[Dataset items]
"""

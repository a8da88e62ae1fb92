//! Error types for the tempo detection engine

use std::fmt;

/// Errors that can occur during tempo analysis
#[derive(Debug, Clone, PartialEq)]
pub enum AnalysisError {
    /// Invalid input parameters (empty audio, non-finite samples, bad BPM range)
    InvalidInput(String),

    /// Input too short to produce a usable onset curve or resonator output
    InsufficientData(String),

    /// The BPM range maps to an empty set of comb filter periods
    EmptyBank(String),

    /// Numerical error (length mismatch, overflow, etc.)
    NumericalError(String),
}

impl fmt::Display for AnalysisError {
    fn fmt(&self, f: &mut fmt::Formatter<'_>) -> fmt::Result {
        match self {
            AnalysisError::InvalidInput(msg) => write!(f, "Invalid input: {}", msg),
            AnalysisError::InsufficientData(msg) => write!(f, "Insufficient data: {}", msg),
            AnalysisError::EmptyBank(msg) => write!(f, "Empty resonator bank: {}", msg),
            AnalysisError::NumericalError(msg) => write!(f, "Numerical error: {}", msg),
        }
    }
}

impl std::error::Error for AnalysisError {}
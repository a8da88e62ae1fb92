//! Example: Detect the tempo of a synthetic click track
//!
//! Usage:
//!   cargo run --release --example detect_click_track -- [BPM] [--dynamic]

use pulse_dsp::preprocessing::channel_mixer::{to_mono, ChannelMixMode};
use pulse_dsp::{analyze_tempo, TempoConfig, ANALYSIS_SAMPLE_RATE};
use std::env;

fn main() -> Result<(), Box<dyn std::error::Error>> {
    // Initialize logger
    env_logger::init();

    let args: Vec<String> = env::args().skip(1).collect();
    let bpm: f32 = args
        .iter()
        .find(|a| !a.starts_with("--"))
        .map(|a| a.parse::<f32>())
        .transpose()?
        .unwrap_or(120.0);
    let dynamic = args.iter().any(|a| a == "--dynamic");

    // 20 seconds of interleaved stereo clicks, quieter on the right
    let sample_rate = ANALYSIS_SAMPLE_RATE;
    let interval = (60.0 / bpm * sample_rate as f32).round() as usize;
    let frames = sample_rate as usize * 20;
    let mut interleaved = vec![0.0f32; frames * 2];
    for frame in (0..frames).step_by(interval.max(1)) {
        interleaved[frame * 2] = 1.0;
        interleaved[frame * 2 + 1] = 0.5;
    }

    let samples = to_mono(&interleaved, 2, ChannelMixMode::Average)?;

    let config = if dynamic {
        TempoConfig::dynamic()
    } else {
        TempoConfig::default()
    };

    let result = analyze_tempo(&samples, sample_rate, config)?;

    println!("Analysis Results:");
    println!("  Input tempo: {:.2} BPM", bpm);
    println!("  Detected: {:.2} BPM (period {} samples, alpha {:.3})", result.bpm, result.period, result.alpha);
    println!("  Beats: {} ({:?})", result.beats.beat_count(), result.metadata.predictor);
    println!("  First beats (s): {:?}", result.beat_times().iter().take(8).collect::<Vec<_>>());
    println!("  Flags: {:?}", result.metadata.flags);
    println!("  Processing time: {:.2} ms", result.metadata.processing_time_ms);

    Ok(())
}
//! Period estimation modules
//!
//! Turn an onset curve into a tempo estimate with a bank of resonators:
//! - Comb filter (one resonator per candidate period)
//! - Resonator bank spanning a BPM range
//! - Energy-based tempo selection

pub mod comb_filter;
pub mod resonator_bank;
pub mod tempo_selector;

use crate::features::onset::ONSET_RATE;

/// Convert a tempo in BPM to a beat period in onset samples
///
/// `bpm_to_samples(bpm) = (60 / bpm) * 100`
///
/// # Example
///
/// ```
/// use pulse_dsp::features::period::bpm_to_samples;
///
/// assert_eq!(bpm_to_samples(120.0), 50.0);
/// ```
pub fn bpm_to_samples(bpm: f32) -> f32 {
    (60.0 / bpm) * ONSET_RATE as f32
}

/// Convert a beat period in onset samples to a tempo in BPM
///
/// `samples_to_bpm(T) = 60 / (T / 100)`
pub fn samples_to_bpm(samples: f32) -> f32 {
    60.0 / (samples / ONSET_RATE as f32)
}

#[cfg(test)]
mod tests {
    use super::*;

    #[test]
    fn test_known_conversions() {
        assert_eq!(bpm_to_samples(30.0), 200.0);
        assert_eq!(bpm_to_samples(150.0), 40.0);
        assert_eq!(samples_to_bpm(50.0), 120.0);
    }

    #[test]
    fn test_roundtrip() {
        for &x in &[1.0f32, 7.5, 40.0, 50.0, 113.0, 200.0, 1234.5] {
            let back = bpm_to_samples(samples_to_bpm(x));
            assert!((back - x).abs() <= x * 1e-5, "roundtrip of {} gave {}", x, back);

            let back = samples_to_bpm(bpm_to_samples(x));
            assert!((back - x).abs() <= x * 1e-5, "roundtrip of {} BPM gave {}", x, back);
        }
    }
}
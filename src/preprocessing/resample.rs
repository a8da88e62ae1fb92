//! Sample-rate conversion
//!
//! Two resamplers with different jobs:
//!
//! - [`resample_to_rate`] converts input audio to the 44 kHz analysis rate
//!   with rubato's FFT resampler
//! - [`resample_poly`] decimates the onset envelope by the exact rational
//!   factor `up / down` with a Kaiser-windowed sinc FIR evaluated only at the
//!   output instants (polyphase form)
//!
//! # Polyphase algorithm
//!
//! 1. Reduce `up / down` by their greatest common divisor
//! 2. Design a low-pass FIR filter with `2 * 10 * max(up, down) + 1` taps,
//!    cutoff `1 / max(up, down)` (relative to Nyquist), Kaiser window β = 5.0
//! 3. Normalise the filter to unit DC gain, then scale by `up`
//! 4. For each output sample `j`, sum the filter taps that land on real
//!    (non-inserted) input samples around `j * down` in the upsampled domain
//!
//! This is the filter and alignment of `scipy.signal.resample_poly`: the
//! signal is treated as zero outside its bounds, output length is
//! `ceil(n * up / down)` and output sample `j` is centred on input time
//! `j * down / up`.
//!
//! # Example
//!
//! ```
//! use pulse_dsp::preprocessing::resample::resample_poly;
//!
//! let input = vec![1.0f32; 44000];
//! let output = resample_poly(&input, 100, 44000)?;
//! assert_eq!(output.len(), 100);
//! # Ok::<(), pulse_dsp::AnalysisError>(())
//! ```

use crate::error::AnalysisError;
use rubato::{FftFixedInOut, Resampler};

/// Kaiser window shape parameter
const KAISER_BETA: f64 = 5.0;

/// Filter half-length as a multiple of the larger rate factor
const HALF_LEN_FACTOR: usize = 10;

/// Nominal input chunk for the FFT resampler
const RESAMPLER_CHUNK: usize = 1024;

/// Resample `samples` by the rational factor `up / down`
///
/// # Arguments
///
/// * `samples` - Input signal
/// * `up` - Upsampling factor
/// * `down` - Downsampling factor
///
/// # Returns
///
/// Resampled signal of length `ceil(samples.len() * up / down)`
///
/// # Errors
///
/// Returns `AnalysisError::InvalidInput` if either factor is zero
pub fn resample_poly(samples: &[f32], up: usize, down: usize) -> Result<Vec<f32>, AnalysisError> {
    if up == 0 || down == 0 {
        return Err(AnalysisError::InvalidInput(format!(
            "Invalid resampling factors: up={}, down={}",
            up, down
        )));
    }

    let g = gcd(up, down);
    let (up, down) = (up / g, down / g);

    if up == 1 && down == 1 {
        return Ok(samples.to_vec());
    }

    if samples.is_empty() {
        return Ok(vec![]);
    }

    let filter = design_lowpass(up, down);
    let half_len = (filter.len() - 1) / 2;
    let n = samples.len();
    let out_len = (n * up).div_ceil(down);

    log::debug!(
        "Resampling {} samples by {}/{} ({} taps) -> {} samples",
        n,
        up,
        down,
        filter.len(),
        out_len
    );

    let mut output = Vec::with_capacity(out_len);
    for j in 0..out_len {
        // Centre of this output sample in the upsampled domain
        let centre = j * down;
        let lo = centre.saturating_sub(half_len);
        let hi = (centre + half_len).min(n * up - 1);

        // First upsampled index >= lo that carries a real input sample
        let mut p = lo.div_ceil(up) * up;
        let mut acc = 0.0f64;
        while p <= hi {
            let tap = half_len + centre - p;
            acc += filter[tap] * samples[p / up] as f64;
            p += up;
        }
        output.push(acc as f32);
    }

    Ok(output)
}

/// Resample mono audio from one sample rate to another
///
/// Runs rubato's [`FftFixedInOut`] over the whole buffer, zero-padding the
/// last chunk, then drops the resampler delay so the output starts at the
/// same instant as the input.
///
/// # Arguments
///
/// * `samples` - Mono audio at `source_rate`
/// * `source_rate` - Input sample rate in Hz
/// * `target_rate` - Output sample rate in Hz
///
/// # Returns
///
/// `ceil(samples.len() * target_rate / source_rate)` samples at `target_rate`
///
/// # Errors
///
/// Returns `AnalysisError::InvalidInput` if either rate is zero or rubato
/// rejects the rate pair
pub fn resample_to_rate(
    samples: &[f32],
    source_rate: u32,
    target_rate: u32,
) -> Result<Vec<f32>, AnalysisError> {
    if source_rate == 0 || target_rate == 0 {
        return Err(AnalysisError::InvalidInput(format!(
            "Invalid sample rates: {} Hz -> {} Hz",
            source_rate, target_rate
        )));
    }

    if source_rate == target_rate || samples.is_empty() {
        return Ok(samples.to_vec());
    }

    let mut resampler =
        FftFixedInOut::<f32>::new(source_rate as usize, target_rate as usize, RESAMPLER_CHUNK, 1).map_err(|e| {
            AnalysisError::InvalidInput(format!(
                "Cannot resample {} Hz -> {} Hz: {}",
                source_rate, target_rate, e
            ))
        })?;

    let delay = resampler.output_delay();
    let expected = (samples.len() as u64 * target_rate as u64).div_ceil(source_rate as u64) as usize;
    let wanted = delay + expected;

    log::debug!(
        "Resampling {} samples {} Hz -> {} Hz (delay {} frames)",
        samples.len(),
        source_rate,
        target_rate,
        delay
    );

    let mut output: Vec<f32> = Vec::with_capacity(wanted);
    let mut chunk: Vec<f32> = Vec::with_capacity(resampler.input_frames_max());
    let mut pos = 0usize;

    while output.len() < wanted {
        let need = resampler.input_frames_next();
        chunk.clear();
        if pos < samples.len() {
            let end = (pos + need).min(samples.len());
            chunk.extend_from_slice(&samples[pos..end]);
        }
        // Past the end, feed silence until the delayed tail is flushed
        chunk.resize(need, 0.0);
        pos += need;

        let block = resampler
            .process(&[chunk.as_slice()], None)
            .map_err(|e| AnalysisError::NumericalError(format!("Resampling failed: {}", e)))?;
        if let Some(channel) = block.into_iter().next() {
            output.extend(channel);
        }
    }

    output.drain(..delay);
    output.truncate(expected);
    Ok(output)
}

/// Kaiser-windowed sinc low-pass, unit DC gain scaled by `up`
fn design_lowpass(up: usize, down: usize) -> Vec<f64> {
    let max_rate = up.max(down);
    let half_len = HALF_LEN_FACTOR * max_rate;
    let num_taps = 2 * half_len + 1;
    let cutoff = 1.0 / max_rate as f64;

    let i0_beta = bessel_i0(KAISER_BETA);
    let mut taps: Vec<f64> = (0..num_taps)
        .map(|k| {
            let m = k as f64 - half_len as f64;
            let ratio = 2.0 * k as f64 / (num_taps - 1) as f64 - 1.0;
            let window = bessel_i0(KAISER_BETA * (1.0 - ratio * ratio).max(0.0).sqrt()) / i0_beta;
            cutoff * sinc(cutoff * m) * window
        })
        .collect();

    let dc_gain: f64 = taps.iter().sum();
    let scale = up as f64 / dc_gain;
    for tap in &mut taps {
        *tap *= scale;
    }

    taps
}

/// Normalised sinc: sin(πx) / (πx)
fn sinc(x: f64) -> f64 {
    if x == 0.0 {
        1.0
    } else {
        let px = std::f64::consts::PI * x;
        px.sin() / px
    }
}

/// Zeroth-order modified Bessel function of the first kind (power series)
fn bessel_i0(x: f64) -> f64 {
    let half = x / 2.0;
    let mut term = 1.0;
    let mut sum = 1.0;
    let mut k = 1.0;
    while term > sum * 1e-17 {
        term *= (half / k) * (half / k);
        sum += term;
        k += 1.0;
    }
    sum
}

fn gcd(a: usize, b: usize) -> usize {
    if b == 0 {
        a
    } else {
        gcd(b, a % b)
    }
}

"""

▸ What to produce
The lines above, from the first through the one containing "bad BPM range)", must be restated word for word, with nothing added.

▸ Answer box
repository a8da88e62ae1fb92
//! Error types for the tempo detection engine

use std::fmt;

/// Errors that can occur during tempo analysis
#[derive(Debug, Clone, PartialEq)]
pub enum AnalysisError {
    /// Invalid input parameters (empty audio, non-finite samples, bad BPM range)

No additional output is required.